The current nationwide rig count is more than double the lowest level reached in recent years (876 in the week ended Jun 12, 2009) and is above the prior-year level of 1,771. It rose to a 22-year high in 2008, peaking at 2,031 in the weeks ending Aug 29 and Sep 12.
Rigs engaged in land operations ascended by 5 to 1,759, offshore drilling was up by 6 to 53 rigs, while inland waters activity increased by 2 to 19 units.
Natural Gas Rig Count: Natural gas rig count decreased for the fifth successive week to 310 (a drop of 6 rigs from the previous week). As per the most recent report, the number of natural gas-directed rigs is at their lowest level since May 21, 1993 and is down 62% from its recent peak of 811, achieved in 2012.
In fact, the current natural gas rig count remains 81% below its all-time high of 1,606 reached in late summer 2008. In the year-ago period, there were 377 active natural gas rigs.
Oil Rig Count: The oil rig count was up by 19 to 1,517. The current tally – the highest since Baker Hughes started breaking up oil and natural gas rig counts in 1987 – is way above the previous year's rig count of 1,387. It has recovered strongly from a low of 179 in June 2009, rising 8.5 times.
Miscellaneous Rig Count: The miscellaneous rig count (primarily drilling for geothermal energy) at 4 remained unchanged from the previous week.
Rig Count by Type: The number of vertical drilling rigs fell by 2 to 391, while the horizontal/directional rig count (encompassing new drilling technology that has the ability to drill and extract gas from dense rock formations, also known as shale formations) was up by 15 to 1,440. In particular, horizontal rig units remained flat at the all-time high of 1,224.
Gulf of Mexico (GoM): The GoM rig count was up by 6 to 52. Oil drilling improved by 4 units to 41 rigs, while gas rigs increased from their week-ago level by 2 to 11.
A Key Barometer of Drilling Activity: An increase or decrease in the Baker Hughes rotary rig count heavily weighs on the demand for energy services – drilling, completion, production etc. – provided by companies that include large-cap names like Halliburton Co. (NYSE:HAL-Free Report) and Schlumberger Ltd. (NYSE:SLB-Free Report). However, our preferred pick in this group is Unit Corp. (NYSE:UNT-Free Report). The Tulsa, Oklahoma-based firm – sporting a Zacks Rank #1 (Strong Buy) – has a solid secular growth story with potential to rise significantly from the current level.

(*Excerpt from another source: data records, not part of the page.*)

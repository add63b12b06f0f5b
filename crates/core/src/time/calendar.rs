use anyhow::Context;
use chrono::{DateTime, NaiveDate, NaiveDateTime, TimeZone};

/// Anything a date-range control can hand us. Finer-grained values are truncated to their
/// calendar date; time zones are not converted, the date is taken as written.
pub trait IntoCalendarDate {
    fn into_calendar_date(self) -> NaiveDate;
}

impl IntoCalendarDate for NaiveDate {
    fn into_calendar_date(self) -> NaiveDate {
        self
    }
}

impl IntoCalendarDate for NaiveDateTime {
    fn into_calendar_date(self) -> NaiveDate {
        self.date()
    }
}

impl<Tz: TimeZone> IntoCalendarDate for DateTime<Tz> {
    fn into_calendar_date(self) -> NaiveDate {
        self.date_naive()
    }
}

/// Parses a date control value: `YYYY-MM-DD`, RFC 3339, or a naive `YYYY-MM-DD[T ]HH:MM:SS`
/// timestamp (fractional seconds allowed). Timestamps are truncated to their date.
pub fn parse_calendar_date(s: &str) -> anyhow::Result<NaiveDate> {
    let t = s.trim();
    anyhow::ensure!(!t.is_empty(), "date must be non-empty");

    if let Ok(d) = NaiveDate::parse_from_str(t, "%Y-%m-%d") {
        return Ok(d);
    }
    if let Ok(dt) = DateTime::parse_from_rfc3339(t) {
        return Ok(dt.into_calendar_date());
    }
    for fmt in ["%Y-%m-%dT%H:%M:%S%.f", "%Y-%m-%d %H:%M:%S%.f"] {
        if let Ok(dt) = NaiveDateTime::parse_from_str(t, fmt) {
            return Ok(dt.into_calendar_date());
        }
    }

    NaiveDate::parse_from_str(t, "%Y-%m-%d").with_context(|| format!("invalid date: {t}"))
}

#[cfg(test)]
mod tests {
    use super::*;
    use chrono::{FixedOffset, Utc};

    fn ymd(y: i32, m: u32, d: u32) -> NaiveDate {
        NaiveDate::from_ymd_opt(y, m, d).unwrap()
    }

    #[test]
    fn truncates_timestamps_to_date() {
        let late = Utc.with_ymd_and_hms(2025, 1, 31, 23, 59, 59).unwrap();
        assert_eq!(late.into_calendar_date(), ymd(2025, 1, 31));
        assert_eq!(late.naive_utc().into_calendar_date(), ymd(2025, 1, 31));
    }

    #[test]
    fn keeps_the_written_date_for_offset_timestamps() {
        // 2025-02-01 01:00 at +09:00 is still Jan 31 in UTC; the control value wins.
        let kst = FixedOffset::east_opt(9 * 3600).unwrap();
        let dt = kst.with_ymd_and_hms(2025, 2, 1, 1, 0, 0).unwrap();
        assert_eq!(dt.into_calendar_date(), ymd(2025, 2, 1));
    }

    #[test]
    fn parses_plain_dates_and_timestamps() {
        assert_eq!(parse_calendar_date("2025-01-01").unwrap(), ymd(2025, 1, 1));
        assert_eq!(
            parse_calendar_date("2025-01-01T18:30:00Z").unwrap(),
            ymd(2025, 1, 1)
        );
        assert_eq!(
            parse_calendar_date("2025-01-01 18:30:00").unwrap(),
            ymd(2025, 1, 1)
        );
        assert_eq!(
            parse_calendar_date(" 2025-01-01T18:30:00.250 ").unwrap(),
            ymd(2025, 1, 1)
        );
    }

    #[test]
    fn rejects_garbage() {
        assert!(parse_calendar_date("").is_err());
        assert!(parse_calendar_date("01/02/2025").is_err());
        assert!(parse_calendar_date("2025-02-30").is_err());
    }
}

Stock to Avoid: Hudson Technologies
Zacks Investment Research downgraded Hudson Technologies Inc. (Nasdaq:HDSN-Free Report) to a Zacks Rank #5 (Strong Sell) on Apr 12, 2014. Going by the Zacks model, companies holding a Zacks Rank #5 have strong chances of performing worse than the broader market.
Why the Downgrade?
Hudson Technologies' fourth-quarter 2013 results failed to impress its shareholders as evidenced by a nearly 1% fall in share price since Feb 26. Year to date, the company has yielded a negative return of 23.9%. A snapshot of the quarter's results and outlook are provided below:
The company reported loss per share of 6 cents as against earnings of 11 cents per share reported in the year-ago quarter. However, the result was better than the Zacks Consensus Estimate of a loss of 7 cents a share.
Hudson Technologies' revenues in the quarter decreased 2.0% year over year to $4.8 million. Impact of higher sales volumes was more than offset by lower services revenues. Gross profit margin in the quarter was at 3.6%, down from 20.0% recorded in the year-ago quarter.
In the last 60 days, the Zacks Consensus Estimate for Hudson Technologies has decreased 57.1% to 6 cents for 2014 and by 13.3% to 26 cents for 2015. These estimates reflect a 53.6% year-over-year decline for 2014 and growth of 307.7% for 2015. Lowered earnings estimates have made us dubious about the company's performance in the quarters ahead.